PROBLEM: Give back an exact copy of the lines below, from the first through the line with "and round creation"; please stop there.

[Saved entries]
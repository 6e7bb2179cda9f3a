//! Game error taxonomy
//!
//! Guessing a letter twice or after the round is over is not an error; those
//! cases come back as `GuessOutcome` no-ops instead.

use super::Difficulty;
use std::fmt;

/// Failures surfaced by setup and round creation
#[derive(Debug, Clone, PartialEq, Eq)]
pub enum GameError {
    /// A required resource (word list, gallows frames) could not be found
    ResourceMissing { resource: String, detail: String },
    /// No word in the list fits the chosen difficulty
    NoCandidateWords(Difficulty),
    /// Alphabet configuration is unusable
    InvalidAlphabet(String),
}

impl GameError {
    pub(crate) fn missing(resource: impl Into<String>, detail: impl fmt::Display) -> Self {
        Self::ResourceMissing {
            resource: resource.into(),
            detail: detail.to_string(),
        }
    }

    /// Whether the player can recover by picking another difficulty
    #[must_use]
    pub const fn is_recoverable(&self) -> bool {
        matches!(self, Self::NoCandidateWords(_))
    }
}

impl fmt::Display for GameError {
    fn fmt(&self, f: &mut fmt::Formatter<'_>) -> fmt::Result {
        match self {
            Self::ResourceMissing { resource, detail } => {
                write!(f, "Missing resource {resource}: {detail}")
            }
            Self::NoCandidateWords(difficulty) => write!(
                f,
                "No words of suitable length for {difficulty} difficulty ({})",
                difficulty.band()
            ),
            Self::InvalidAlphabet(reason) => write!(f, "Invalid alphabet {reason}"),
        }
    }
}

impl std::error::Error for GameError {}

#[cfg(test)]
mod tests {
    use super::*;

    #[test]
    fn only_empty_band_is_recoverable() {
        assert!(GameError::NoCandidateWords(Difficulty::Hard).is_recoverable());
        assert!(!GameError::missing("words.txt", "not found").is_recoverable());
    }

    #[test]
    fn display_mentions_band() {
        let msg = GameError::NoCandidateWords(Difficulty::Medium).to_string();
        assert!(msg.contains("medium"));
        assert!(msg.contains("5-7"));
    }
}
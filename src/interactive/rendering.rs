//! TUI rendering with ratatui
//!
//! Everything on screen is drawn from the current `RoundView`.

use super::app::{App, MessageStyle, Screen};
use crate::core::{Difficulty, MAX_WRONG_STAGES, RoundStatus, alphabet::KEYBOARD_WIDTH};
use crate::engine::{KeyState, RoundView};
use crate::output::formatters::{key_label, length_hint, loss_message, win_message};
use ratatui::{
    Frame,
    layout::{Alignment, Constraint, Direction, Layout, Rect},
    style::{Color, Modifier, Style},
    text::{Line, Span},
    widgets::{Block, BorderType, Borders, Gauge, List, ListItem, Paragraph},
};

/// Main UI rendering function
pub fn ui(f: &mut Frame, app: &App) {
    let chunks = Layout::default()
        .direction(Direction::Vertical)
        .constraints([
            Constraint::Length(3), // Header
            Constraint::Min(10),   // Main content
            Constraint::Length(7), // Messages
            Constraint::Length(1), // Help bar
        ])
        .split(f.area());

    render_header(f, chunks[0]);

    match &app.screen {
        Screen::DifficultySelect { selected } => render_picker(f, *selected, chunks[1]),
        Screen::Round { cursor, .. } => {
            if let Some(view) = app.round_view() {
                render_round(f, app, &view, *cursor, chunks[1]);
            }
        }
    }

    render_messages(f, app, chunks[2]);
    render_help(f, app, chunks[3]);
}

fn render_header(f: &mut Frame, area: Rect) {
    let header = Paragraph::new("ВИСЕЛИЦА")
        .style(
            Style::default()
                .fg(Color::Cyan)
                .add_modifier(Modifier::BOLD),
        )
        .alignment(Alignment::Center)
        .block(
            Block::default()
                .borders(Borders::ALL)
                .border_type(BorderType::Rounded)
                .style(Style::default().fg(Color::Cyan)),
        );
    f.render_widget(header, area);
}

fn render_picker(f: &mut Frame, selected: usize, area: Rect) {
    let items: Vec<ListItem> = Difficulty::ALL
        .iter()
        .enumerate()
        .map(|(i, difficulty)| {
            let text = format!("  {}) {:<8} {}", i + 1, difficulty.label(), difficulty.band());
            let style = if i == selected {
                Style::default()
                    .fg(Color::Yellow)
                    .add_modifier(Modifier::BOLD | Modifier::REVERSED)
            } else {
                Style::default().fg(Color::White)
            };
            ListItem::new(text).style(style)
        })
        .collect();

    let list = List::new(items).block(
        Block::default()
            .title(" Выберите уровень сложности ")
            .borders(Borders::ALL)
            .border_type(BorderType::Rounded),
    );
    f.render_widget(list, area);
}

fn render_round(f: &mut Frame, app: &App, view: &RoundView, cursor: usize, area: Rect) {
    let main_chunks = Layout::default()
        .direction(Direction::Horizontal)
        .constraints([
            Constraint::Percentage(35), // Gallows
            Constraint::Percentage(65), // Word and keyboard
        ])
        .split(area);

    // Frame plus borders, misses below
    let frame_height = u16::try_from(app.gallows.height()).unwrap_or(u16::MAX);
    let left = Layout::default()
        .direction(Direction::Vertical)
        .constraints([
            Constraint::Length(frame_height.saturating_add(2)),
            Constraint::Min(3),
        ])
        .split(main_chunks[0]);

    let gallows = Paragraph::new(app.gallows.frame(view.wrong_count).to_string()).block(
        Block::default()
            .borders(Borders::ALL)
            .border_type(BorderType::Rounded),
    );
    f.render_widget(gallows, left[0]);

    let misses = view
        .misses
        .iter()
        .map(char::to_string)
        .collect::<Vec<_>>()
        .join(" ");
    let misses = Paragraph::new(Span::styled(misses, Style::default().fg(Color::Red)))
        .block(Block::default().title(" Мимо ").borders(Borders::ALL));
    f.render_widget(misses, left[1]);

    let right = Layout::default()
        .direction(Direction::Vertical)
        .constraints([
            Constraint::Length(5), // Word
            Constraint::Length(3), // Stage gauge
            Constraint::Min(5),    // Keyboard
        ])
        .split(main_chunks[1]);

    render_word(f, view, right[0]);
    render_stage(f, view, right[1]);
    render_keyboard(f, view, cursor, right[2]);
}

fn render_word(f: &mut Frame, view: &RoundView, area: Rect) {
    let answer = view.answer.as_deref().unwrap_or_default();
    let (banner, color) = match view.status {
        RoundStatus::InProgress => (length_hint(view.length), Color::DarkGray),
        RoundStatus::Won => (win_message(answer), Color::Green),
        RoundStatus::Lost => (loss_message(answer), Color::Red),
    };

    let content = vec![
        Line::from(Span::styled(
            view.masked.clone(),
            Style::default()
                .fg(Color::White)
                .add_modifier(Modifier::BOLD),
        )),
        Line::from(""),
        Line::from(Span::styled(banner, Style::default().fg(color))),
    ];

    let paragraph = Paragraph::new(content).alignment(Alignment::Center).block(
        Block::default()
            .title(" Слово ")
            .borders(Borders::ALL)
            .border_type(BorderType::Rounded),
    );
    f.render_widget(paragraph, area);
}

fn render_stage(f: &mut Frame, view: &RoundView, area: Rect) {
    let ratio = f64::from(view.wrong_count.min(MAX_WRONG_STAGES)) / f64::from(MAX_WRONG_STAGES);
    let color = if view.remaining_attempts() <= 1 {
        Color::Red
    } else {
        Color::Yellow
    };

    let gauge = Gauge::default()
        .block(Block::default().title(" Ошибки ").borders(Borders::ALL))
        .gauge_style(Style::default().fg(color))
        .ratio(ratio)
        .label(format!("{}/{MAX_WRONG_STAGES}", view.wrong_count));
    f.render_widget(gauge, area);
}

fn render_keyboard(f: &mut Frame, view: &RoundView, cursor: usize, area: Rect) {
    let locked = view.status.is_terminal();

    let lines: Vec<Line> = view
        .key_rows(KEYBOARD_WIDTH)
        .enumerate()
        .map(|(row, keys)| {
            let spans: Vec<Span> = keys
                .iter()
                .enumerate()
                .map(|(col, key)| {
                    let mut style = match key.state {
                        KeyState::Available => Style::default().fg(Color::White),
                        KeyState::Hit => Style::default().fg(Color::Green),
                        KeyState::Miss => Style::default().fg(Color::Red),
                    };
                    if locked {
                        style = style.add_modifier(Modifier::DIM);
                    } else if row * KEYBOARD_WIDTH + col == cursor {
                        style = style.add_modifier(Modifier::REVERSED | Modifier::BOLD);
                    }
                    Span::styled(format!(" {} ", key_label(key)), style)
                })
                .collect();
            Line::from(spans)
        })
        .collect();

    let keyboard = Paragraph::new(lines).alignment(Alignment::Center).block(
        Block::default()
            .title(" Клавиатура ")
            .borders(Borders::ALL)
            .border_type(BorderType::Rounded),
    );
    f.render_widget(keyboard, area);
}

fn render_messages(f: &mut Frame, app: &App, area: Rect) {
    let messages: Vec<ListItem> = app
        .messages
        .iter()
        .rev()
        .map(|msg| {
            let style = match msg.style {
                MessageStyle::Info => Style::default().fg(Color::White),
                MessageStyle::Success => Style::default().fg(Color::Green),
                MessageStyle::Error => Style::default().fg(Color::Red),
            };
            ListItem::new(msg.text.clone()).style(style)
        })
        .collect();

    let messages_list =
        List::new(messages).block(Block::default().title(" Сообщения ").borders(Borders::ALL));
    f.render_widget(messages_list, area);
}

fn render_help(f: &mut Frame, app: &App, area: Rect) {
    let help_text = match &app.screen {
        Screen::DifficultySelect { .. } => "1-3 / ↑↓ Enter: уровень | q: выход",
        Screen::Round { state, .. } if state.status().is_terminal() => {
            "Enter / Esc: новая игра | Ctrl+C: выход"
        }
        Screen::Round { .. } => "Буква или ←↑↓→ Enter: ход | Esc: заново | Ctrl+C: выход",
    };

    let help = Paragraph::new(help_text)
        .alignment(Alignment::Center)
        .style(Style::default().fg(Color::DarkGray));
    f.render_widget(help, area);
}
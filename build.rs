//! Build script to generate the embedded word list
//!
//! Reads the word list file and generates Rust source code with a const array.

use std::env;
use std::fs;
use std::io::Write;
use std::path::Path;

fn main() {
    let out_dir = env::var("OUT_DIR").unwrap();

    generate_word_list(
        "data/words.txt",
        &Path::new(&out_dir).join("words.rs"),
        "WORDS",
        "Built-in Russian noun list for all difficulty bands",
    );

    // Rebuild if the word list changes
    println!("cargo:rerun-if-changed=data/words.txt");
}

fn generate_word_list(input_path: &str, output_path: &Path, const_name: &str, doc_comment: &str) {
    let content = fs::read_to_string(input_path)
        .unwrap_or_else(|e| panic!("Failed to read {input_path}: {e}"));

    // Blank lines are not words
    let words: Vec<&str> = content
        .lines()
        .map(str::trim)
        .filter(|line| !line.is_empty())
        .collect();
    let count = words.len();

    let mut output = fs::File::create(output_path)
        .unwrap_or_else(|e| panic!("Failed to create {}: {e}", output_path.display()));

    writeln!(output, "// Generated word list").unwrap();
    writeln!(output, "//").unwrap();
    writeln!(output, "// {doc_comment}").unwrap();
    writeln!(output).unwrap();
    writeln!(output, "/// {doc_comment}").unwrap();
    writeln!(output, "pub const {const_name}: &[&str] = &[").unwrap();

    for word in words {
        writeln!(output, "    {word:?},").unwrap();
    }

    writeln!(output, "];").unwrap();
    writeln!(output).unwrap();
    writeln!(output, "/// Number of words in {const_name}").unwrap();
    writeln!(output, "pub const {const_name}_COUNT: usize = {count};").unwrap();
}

EXPECTED ANSWER:
repository 6e7bb2179cda9f3a
//! Game error taxonomy
//!
//! Guessing a letter twice or after the round is over is not an error; those
//! cases come back as `GuessOutcome` no-ops instead.

use super::Difficulty;
use std::fmt;

/// Failures surfaced by setup and round creation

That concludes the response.